:: Try it ::
The lines that make up this material should each be returned exactly.
☆ ☆ ☆ ☆
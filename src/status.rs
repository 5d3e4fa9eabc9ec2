//! Status record — the scalar summary at `cache/status.json`.
//!
//! Written by two owners: the Orchestrator (in-progress flag, scrape
//! timestamps, failed-fetch bookkeeping) and the Index Builder (the
//! computed metrics). Each owner reads the existing file, mutates only its
//! own fields, and writes the whole thing back, which gives the
//! read-modify-write merge spec.md §4.6 asks for without either owner
//! needing to know the other's shape.

use std::path::{Path, PathBuf};
use std::time::Duration;

use chrono::{DateTime, Utc};
use serde::{Deserialize, Serialize};

use crate::utils::write_json_atomic;

#[derive(Debug, Clone, Copy, Default, Serialize, Deserialize)]
pub struct MemoryStats {
    pub before_bytes: u64,
    pub after_bytes: u64,
}

#[derive(Debug, Clone, Default, Serialize, Deserialize)]
pub struct Status {
    pub in_progress: bool,
    pub last_scrape_start: Option<DateTime<Utc>>,
    pub last_scrape_end: Option<DateTime<Utc>>,
    pub combination_count: usize,
    pub unique_track_count: usize,
    pub driver_count: usize,
    pub entry_count: usize,
    pub last_index_update: Option<DateTime<Utc>>,
    pub index_build_duration_ms: u64,
    pub memory: MemoryStats,
    pub failed_fetches: Vec<String>,
    pub retried_fetches: usize,
}

#[derive(Debug, Clone)]
pub struct StatusStore {
    path: PathBuf,
}

impl StatusStore {
    #[must_use]
    pub fn new(path: impl Into<PathBuf>) -> Self {
        Self { path: path.into() }
    }

    #[must_use]
    pub fn path(&self) -> &Path {
        &self.path
    }

    #[must_use]
    pub fn load(&self) -> Status {
        std::fs::read(&self.path)
            .ok()
            .and_then(|bytes| serde_json::from_slice(&bytes).ok())
            .unwrap_or_default()
    }

    fn update(&self, f: impl FnOnce(&mut Status)) -> anyhow::Result<()> {
        let mut status = self.load();
        f(&mut status);
        write_json_atomic(&self.path, &status)
    }

    pub fn set_in_progress(&self, in_progress: bool) -> anyhow::Result<()> {
        self.update(|s| s.in_progress = in_progress)
    }

    pub fn record_scrape_start(&self, at: DateTime<Utc>) -> anyhow::Result<()> {
        self.update(|s| {
            s.in_progress = true;
            s.last_scrape_start = Some(at);
        })
    }

    pub fn record_scrape_end(&self, at: DateTime<Utc>, failed: Vec<String>, retried: usize) -> anyhow::Result<()> {
        self.update(|s| {
            s.in_progress = false;
            s.last_scrape_end = Some(at);
            s.failed_fetches = failed;
            s.retried_fetches = retried;
        })
    }

    /// Overlay freshly computed index metrics, leaving orchestrator-owned
    /// fields (`in_progress`, scrape timestamps, failed-fetch list)
    /// untouched.
    pub fn apply_index_metrics(
        &self,
        combination_count: usize,
        unique_track_count: usize,
        driver_count: usize,
        entry_count: usize,
        build_duration: Duration,
        memory: MemoryStats,
    ) -> anyhow::Result<()> {
        self.update(|s| {
            s.combination_count = combination_count;
            s.unique_track_count = unique_track_count;
            s.driver_count = driver_count;
            s.entry_count = entry_count;
            s.last_index_update = Some(Utc::now());
            s.index_build_duration_ms = build_duration.as_millis() as u64;
            s.memory = memory;
        })
    }
}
☆ ☆ ☆ ☆
:: Written response ::
filename src/status.rs
repository 5d3e4fa9eabc9ec2
//! Status record — the scalar summary at `cache/status.json`.
//!
//! Written by two owners: the Orchestrator (in-progress flag, scrape
//! timestamps, failed-fetch bookkeeping) and the Index Builder (the
//! computed metrics). Each owner reads the existing file, mutates only its
//! own fields, and writes the whole thing back, which gives the
//! read-modify-write merge spec.md §4.6 asks for without either owner
//! needing to know the other's shape.

use std::path::{Path, PathBuf};
use std::time::Duration;

use chrono::{DateTime, Utc};
use serde::{Deserialize, Serialize};

use crate::utils::write_json_atomic;

#[derive(Debug, Clone, Copy, Default, Serialize, Deserialize)]
pub struct MemoryStats {
    pub before_bytes: u64,
    pub after_bytes: u64,
}

#[derive(Debug, Clone, Default, Serialize, Deserialize)]
pub struct Status {
    pub in_progress: bool,
    pub last_scrape_start: Option<DateTime<Utc>>,
    pub last_scrape_end: Option<DateTime<Utc>>,
    pub combination_count: usize,
    pub unique_track_count: usize,
    pub driver_count: usize,
    pub entry_count: usize,
    pub last_index_update: Option<DateTime<Utc>>,
    pub index_build_duration_ms: u64,
    pub memory: MemoryStats,
    pub failed_fetches: Vec<String>,
    pub retried_fetches: usize,
}

#[derive(Debug, Clone)]
pub struct StatusStore {
    path: PathBuf,
}

impl StatusStore {
    #[must_use]
    pub fn new(path: impl Into<PathBuf>) -> Self {
        Self { path: path.into() }
    }

    #[must_use]
    pub fn path(&self) -> &Path {
        &self.path
    }

    #[must_use]
    pub fn load(&self) -> Status {
        std::fs::read(&self.path)
            .ok()
            .and_then(|bytes| serde_json::from_slice(&bytes).ok())
            .unwrap_or_default()
    }

    fn update(&self, f: impl FnOnce(&mut Status)) -> anyhow::Result<()> {
        let mut status = self.load();
        f(&mut status);
        write_json_atomic(&self.path, &status)
    }

    pub fn set_in_progress(&self, in_progress: bool) -> anyhow::Result<()> {
        self.update(|s| s.in_progress = in_progress)
    }

    pub fn record_scrape_start(&self, at: DateTime<Utc>) -> anyhow::Result<()> {
        self.update(|s| {
            s.in_progress = true;
            s.last_scrape_start = Some(at);
        })
    }

    pub fn record_scrape_end(&self, at: DateTime<Utc>, failed: Vec<String>, retried: usize) -> anyhow::Result<()> {
        self.update(|s| {
            s.in_progress = false;
            s.last_scrape_end = Some(at);
            s.failed_fetches = failed;
            s.retried_fetches = retried;
        })
    }

    /// Overlay freshly computed index metrics, leaving orchestrator-owned
    /// fields (`in_progress`, scrape timestamps, failed-fetch list)
    /// untouched.
    pub fn apply_index_metrics(
        &self,
        combination_count: usize,
        unique_track_count: usize,
        driver_count: usize,
        entry_count: usize,
        build_duration: Duration,
        memory: MemoryStats,
    ) -> anyhow::Result<()> {
        self.update(|s| {
            s.combination_count = combination_count;
            s.unique_track_count = unique_track_count;
            s.driver_count = driver_count;
            s.entry_count = entry_count;
            s.last_index_update = Some(Utc::now());
            s.index_build_duration_ms = build_duration.as_millis() as u64;
            s.memory = memory;
        })
    }
}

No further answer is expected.